LE INDAGINI. Le indagini partite nell’ottobre 2016 e concluse nel gennaio 2019, hanno accertato un rapporto ben saldo tra il clan Puca e la famiglia Cesaro, noti imprenditori di Sant’Antimo, attraverso numerosi interessi e partecipazioni del sodalizio mafioso nel centro polidiagnostico “Igea” e nella galleria commerciale “Il Molino”, entrambi con sede a Sant’Antimo, risultate essere società di fatto tra i Cesaro (formali titolari) e il capoclan Pasquale Puca, detto Pasqualino “‘o minorenne”. Esponenti del clan, al venir meno dei pregressi accordi, hanno reagito compiendo un attentato dinamitardo al centro “Igea” (7 giugno 2014) ed esplodendo cinque colpi di pistola all’indirizzo dell’auto di Aniello Cesaro, in sosta presso un autolavaggio (10 ottobre 2015), episodi sui quali le investigazioni hanno fatto piena chiarezza. Ritenuta responsabile del reato di ricettazione aggravata dalla finalità mafiosa anche l’anziana madre di Pasqualino “’o minorenne”: nel tempo ha ricevuto denaro proveniente dai fratelli Cesaro, frutto delle società di fatto esistenti tra gli imprenditori e il figlio.

I VOTI COMPRATI. Accertato anche il condizionamento delle elezioni comunali di Sant’Antimo (sciolto il 20 marzo scorso per infiltrazioni mafiose) tenutesi nel giugno 2017 con voti comprati a 50 euro. Un controllo prolungato anche dopo le elezioni, volta da un lato a far decadere la maggioranza e a mantenere il controllo sul locale Ufficio Tecnico attraverso la conferma nel ruolo di responsabile dell’Ing.
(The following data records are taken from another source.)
// Copyright 2022 TiKV Project Authors. Licensed under Apache-2.0.

//! The single-owner gate. Many advancer instances may run at once; only the
//! one holding the lease actually subscribes, polls and publishes. The rest
//! camp on the election until the owner's lease expires.

use std::{
    sync::{
        atomic::{AtomicBool, Ordering},
        Arc,
    },
    time::{Duration, Instant},
};

use async_trait::async_trait;
use etcd_client::{Compare, CompareOp, PutOptions, Txn, TxnOp};
use slog_scope::{info, warn};
use tokio_util::sync::CancellationToken;

use crate::{
    errors::{ContextualResultExt, Error, Result},
    metrics,
};

const ELECTION_KEY: &str = "/tidb/br-stream/owner";
const LEASE_TTL: i64 = 15;
const CAMPAIGN_RETRY_GAP: Duration = Duration::from_secs(1);

/// Election over the meta service. `campaign` parks until this instance wins;
/// afterwards `is_owner` flips back to false once the lease is lost or given
/// up.
#[async_trait]
pub trait OwnerManager: Clone + Send + Sync + 'static {
    async fn campaign(&self) -> Result<()>;
    fn is_owner(&self) -> bool;
    async fn resign(&self) -> Result<()>;
}

struct EtcdOwnerInner {
    client: tokio::sync::Mutex<etcd_client::Client>,
    instance_id: String,
    is_owner: AtomicBool,
    lease: tokio::sync::Mutex<Option<i64>>,
}

/// An owner manager over an etcd lease: the owner is whoever managed to
/// create the election key attached to its own lease. Losing the lease (the
/// keep-alive fails) deletes the key server-side and lets others in.
#[derive(Clone)]
pub struct EtcdOwnerManager(Arc<EtcdOwnerInner>);

impl EtcdOwnerManager {
    pub fn new(client: etcd_client::Client, instance_id: String) -> Self {
        Self(Arc::new(EtcdOwnerInner {
            client: tokio::sync::Mutex::new(client),
            instance_id,
            is_owner: AtomicBool::new(false),
            lease: tokio::sync::Mutex::new(None),
        }))
    }

    async fn try_claim(&self) -> Result<bool> {
        let mut client = self.0.client.lock().await;
        let lease = client.lease_grant(LEASE_TTL, None).await?;
        let txn = Txn::new()
            .when(vec![Compare::create_revision(
                ELECTION_KEY,
                CompareOp::Equal,
                0,
            )])
            .and_then(vec![TxnOp::put(
                ELECTION_KEY,
                self.0.instance_id.as_bytes(),
                Some(PutOptions::new().with_lease(lease.id())),
            )]);
        let resp = client.txn(txn).await?;
        if !resp.succeeded() {
            // Somebody else holds the key, give the lease back.
            let _ = client.lease_revoke(lease.id()).await;
            return Ok(false);
        }
        *self.0.lease.lock().await = Some(lease.id());
        self.0.is_owner.store(true, Ordering::SeqCst);
        self.spawn_keep_alive(lease.id());
        Ok(true)
    }

    fn spawn_keep_alive(&self, lease: i64) {
        let this = self.0.clone();
        tokio::spawn(async move {
            let keep_alive = async {
                let (mut keeper, mut responses) =
                    this.client.lock().await.lease_keep_alive(lease).await?;
                let mut ticker = tokio::time::interval(Duration::from_secs(
                    (LEASE_TTL as u64 / 3).max(1),
                ));
                loop {
                    ticker.tick().await;
                    if !this.is_owner.load(Ordering::SeqCst) {
                        return Result::Ok(());
                    }
                    keeper.keep_alive().await?;
                    responses.message().await?;
                }
            };
            if let Err(err) = keep_alive.await {
                err.report("the ownership lease keep-alive failed");
                this.is_owner.store(false, Ordering::SeqCst);
            }
        });
    }
}

#[async_trait]
impl OwnerManager for EtcdOwnerManager {
    async fn campaign(&self) -> Result<()> {
        loop {
            if self
                .try_claim()
                .await
                .context("during claiming the ownership")?
            {
                return Ok(());
            }
            tokio::time::sleep(CAMPAIGN_RETRY_GAP).await;
        }
    }

    fn is_owner(&self) -> bool {
        self.0.is_owner.load(Ordering::SeqCst)
    }

    async fn resign(&self) -> Result<()> {
        self.0.is_owner.store(false, Ordering::SeqCst);
        let mut client = self.0.client.lock().await;
        if let Some(lease) = self.0.lease.lock().await.take() {
            // Revoking the lease removes the election key with it.
            client.lease_revoke(lease).await?;
        }
        Ok(())
    }
}

struct ManualOwnerInner {
    granted: tokio::sync::watch::Sender<bool>,
}

/// An owner manager steered by hand. For tests.
#[derive(Clone)]
pub struct ManualOwner(Arc<ManualOwnerInner>);

impl Default for ManualOwner {
    fn default() -> Self {
        let (granted, _) = tokio::sync::watch::channel(false);
        Self(Arc::new(ManualOwnerInner { granted }))
    }
}

impl ManualOwner {
    pub fn grant(&self) {
        self.0.granted.send_replace(true);
    }

    pub fn revoke(&self) {
        self.0.granted.send_replace(false);
    }
}

#[async_trait]
impl OwnerManager for ManualOwner {
    async fn campaign(&self) -> Result<()> {
        let mut rx = self.0.granted.subscribe();
        loop {
            if *rx.borrow() {
                return Ok(());
            }
            // The sender lives in `self`, this cannot fail.
            let _ = rx.changed().await;
        }
    }

    fn is_owner(&self) -> bool {
        *self.0.granted.borrow()
    }

    async fn resign(&self) -> Result<()> {
        self.0.granted.send_replace(false);
        Ok(())
    }
}

/// The long-lived component the owner daemon drives: started when ownership
/// arrives, ticked while it lasts, retired when it goes.
#[async_trait]
pub trait TickingDaemon: Send + 'static {
    fn name(&self) -> &'static str;
    fn interval(&self) -> Duration;

    async fn on_start(&mut self) -> Result<()>;
    async fn on_tick(&mut self) -> Result<()>;
    async fn on_retire(&mut self);
}

/// Runs a [`TickingDaemon`] whenever (and only while) the election is won.
pub struct OwnerDaemon<D, O> {
    daemon: D,
    owner: O,
    /// When nonzero, step down after holding the ownership this long. A
    /// chaos-testing hook, keep zero in production.
    pub ownership_cycle_interval: Duration,
}

impl<D: TickingDaemon, O: OwnerManager> OwnerDaemon<D, O> {
    pub fn new(daemon: D, owner: O) -> Self {
        Self {
            daemon,
            owner,
            ownership_cycle_interval: Duration::ZERO,
        }
    }

    /// Enable the voluntary step-down chaos hook (usually from
    /// `Config::ownership_cycle_interval`).
    pub fn with_ownership_cycle(mut self, interval: Duration) -> Self {
        self.ownership_cycle_interval = interval;
        self
    }

    /// Drive the daemon until `cancel` fires. Returns the daemon so callers
    /// can inspect it afterwards.
    pub async fn run(mut self, cancel: CancellationToken) -> D {
        loop {
            let campaign = tokio::select! {
                _ = cancel.cancelled() => return self.daemon,
                result = self.owner.campaign() => result,
            };
            if let Err(err) = campaign {
                err.report("campaigning for the ownership");
                tokio::select! {
                    _ = cancel.cancelled() => return self.daemon,
                    _ = tokio::time::sleep(CAMPAIGN_RETRY_GAP) => continue,
                }
            }
            info!("became the owner"; "daemon" => self.daemon.name());
            metrics::OWNER.set(1);
            if let Err(err) = self.daemon.on_start().await {
                err.report("starting the owned daemon");
                self.step_down().await;
                continue;
            }

            let held_since = Instant::now();
            let mut ticker = tokio::time::interval(self.daemon.interval());
            // The first tick of `interval` fires at once; skip it so the
            // daemon observes a full period after starting.
            ticker.tick().await;
            while self.owner.is_owner() && !cancel.is_cancelled() {
                tokio::select! {
                    _ = cancel.cancelled() => break,
                    _ = ticker.tick() => {}
                }
                if !self.owner.is_owner() {
                    break;
                }
                tokio::select! {
                    // A cancellation mid-tick drops the in-flight work before
                    // it can write anywhere.
                    _ = cancel.cancelled() => {
                        Error::OwnershipLost.report("a tick was still in flight");
                        break;
                    }
                    result = self.daemon.on_tick() => {
                        if let Err(err) = result {
                            err.report("ticking the owned daemon");
                        }
                    }
                }
                if !self.ownership_cycle_interval.is_zero()
                    && held_since.elapsed() >= self.ownership_cycle_interval
                {
                    warn!("voluntarily stepping down"; "daemon" => self.daemon.name());
                    break;
                }
            }
            self.step_down().await;
            if cancel.is_cancelled() {
                return self.daemon;
            }
        }
    }

    async fn step_down(&mut self) {
        if let Err(err) = self.owner.resign().await {
            err.report("resigning the ownership");
        }
        self.daemon.on_retire().await;
        metrics::OWNER.set(0);
        info!("retired from the owner"; "daemon" => self.daemon.name());
    }
}

#[cfg(test)]
mod test {
    use std::{
        sync::{
            atomic::{AtomicUsize, Ordering},
            Arc,
        },
        time::Duration,
    };

    use async_trait::async_trait;
    use tokio_util::sync::CancellationToken;

    use super::{ManualOwner, OwnerDaemon, OwnerManager, TickingDaemon};
    use crate::errors::Result;

    #[derive(Default, Clone)]
    struct Counters {
        starts: Arc<AtomicUsize>,
        ticks: Arc<AtomicUsize>,
        retires: Arc<AtomicUsize>,
    }

    struct CountingDaemon(Counters);

    #[async_trait]
    impl TickingDaemon for CountingDaemon {
        fn name(&self) -> &'static str {
            "counting"
        }

        fn interval(&self) -> Duration {
            Duration::from_millis(10)
        }

        async fn on_start(&mut self) -> Result<()> {
            self.0.starts.fetch_add(1, Ordering::SeqCst);
            Ok(())
        }

        async fn on_tick(&mut self) -> Result<()> {
            self.0.ticks.fetch_add(1, Ordering::SeqCst);
            Ok(())
        }

        async fn on_retire(&mut self) {
            self.0.retires.fetch_add(1, Ordering::SeqCst);
        }
    }

    async fn wait_until(mut cond: impl FnMut() -> bool) {
        for _ in 0..500 {
            if cond() {
                return;
            }
            tokio::time::sleep(Duration::from_millis(10)).await;
        }
        panic!("condition never became true");
    }

    #[tokio::test]
    async fn test_daemon_follows_ownership() {
        let counters = Counters::default();
        let owner = ManualOwner::default();
        let daemon = OwnerDaemon::new(CountingDaemon(counters.clone()), owner.clone());
        let cancel = CancellationToken::new();
        let handle = tokio::spawn(daemon.run(cancel.clone()));

        // Nothing runs before the election is won.
        tokio::time::sleep(Duration::from_millis(50)).await;
        assert_eq!(counters.starts.load(Ordering::SeqCst), 0);

        owner.grant();
        let ticks = counters.ticks.clone();
        wait_until(move || ticks.load(Ordering::SeqCst) >= 3).await;
        assert_eq!(counters.starts.load(Ordering::SeqCst), 1);

        // Losing the lease retires the daemon...
        owner.revoke();
        let retires = counters.retires.clone();
        wait_until(move || retires.load(Ordering::SeqCst) == 1).await;

        // ...and winning it again restarts it.
        owner.grant();
        let starts = counters.starts.clone();
        wait_until(move || starts.load(Ordering::SeqCst) == 2).await;

        cancel.cancel();
        tokio::time::timeout(Duration::from_secs(5), handle)
            .await
            .expect("the daemon never observed the cancellation")
            .unwrap();
    }

    #[tokio::test]
    async fn test_ownership_cycling() {
        let counters = Counters::default();
        let owner = ManualOwner::default();
        let mut daemon = OwnerDaemon::new(CountingDaemon(counters.clone()), owner.clone());
        daemon.ownership_cycle_interval = Duration::from_millis(30);
        let cancel = CancellationToken::new();
        let handle = tokio::spawn(daemon.run(cancel.clone()));

        owner.grant();
        let retires = counters.retires.clone();
        wait_until(move || retires.load(Ordering::SeqCst) >= 1).await;
        assert!(!owner.is_owner());

        cancel.cancel();
        let _ = tokio::time::timeout(Duration::from_secs(5), handle)
            .await
            .expect("the daemon never observed the cancellation");
    }
}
Claudio Valentino.

IL CONTROLLO SULLA POLITICA. In tale contesto, le indagini hanno fatto luce su due attentati dinamitardi (20 novembre 2018 e 4 dicembre 2018) indirizzati alle abitazioni di consiglieri comunali di maggioranza al fine di farli dimettere dalla loro carica e così far venir meno il numero legale per il funzionamento del Consiglio e determinarne lo scioglimento. Inoltre, sono stati individuati gli autori di un terzo attentato esplosivo (6 gennaio 2018) in danno dell’abitazione dei familiari del collaboratore di giustizia Claudio Lamino. Svelati atti intimidatori nei confronti di alcuni funzionari dell’utc, al fine di dissuaderli dall’accettare l’incarico di dirigente del Settore Urbanistica comunale. Il controllo sull’ufficio tecnico si è esteso in 4 gare a evidenza pubblica, per un valore complessivo di oltre 15 milioni di euro.

LA CASSA COMUNE E I RAPPORTI CON I CARABINIERI. Dei tre clan criminali, il Gip ha riconosciuto l’esistenza di una cassa comune (c.d. cappello) dei proventi illeciti, per il pagamento di mesate ad affiliati e familiari dei detenuti, ma anche l’esistenza di rapporti illeciti tra due marescialli in servizio presso la caserma di Sant’Antimo e alcuni indagati. Per uno dei due (già sospeso dal servizio all’esito di altra recente indagine) è stata disposta la custodia in carcere e per l’altro, ora in servizio fuori provincia, la misura dell’interdizione dal pubblico ufficio. Il primo risponde dei reati di rivelazione di segreto d’ufficio e favoreggiamento, mentre il secondo del reato di favoreggiamento, aggravati dall’aver agevolato le attività illecite dei clan Puca e Verde.

I SEQUESTRI PREVENTIVI. Contestualmente ai provvedimenti restrittivi, è stato notificato anche un decreto di sequestro preventivo di beni mobili ed immobili per un valore stimato di 80 milioni di euro. Si tratta di 194 unità, tra civili abitazioni, uffici, magazzini, autorimesse, nonché di 27 terreni (tutti ubicati tra le province di Napoli, Caserta, Frosinone e Cosenza), 9 società e 3 quote societarie, 10 autoveicoli e 44 rapporti finanziari. Tra i beni immobili spicca la galleria commerciale di Sant’Antimo “Il Molino”, con oltre 90 locali adibiti ad esercizi commerciali ed uffici.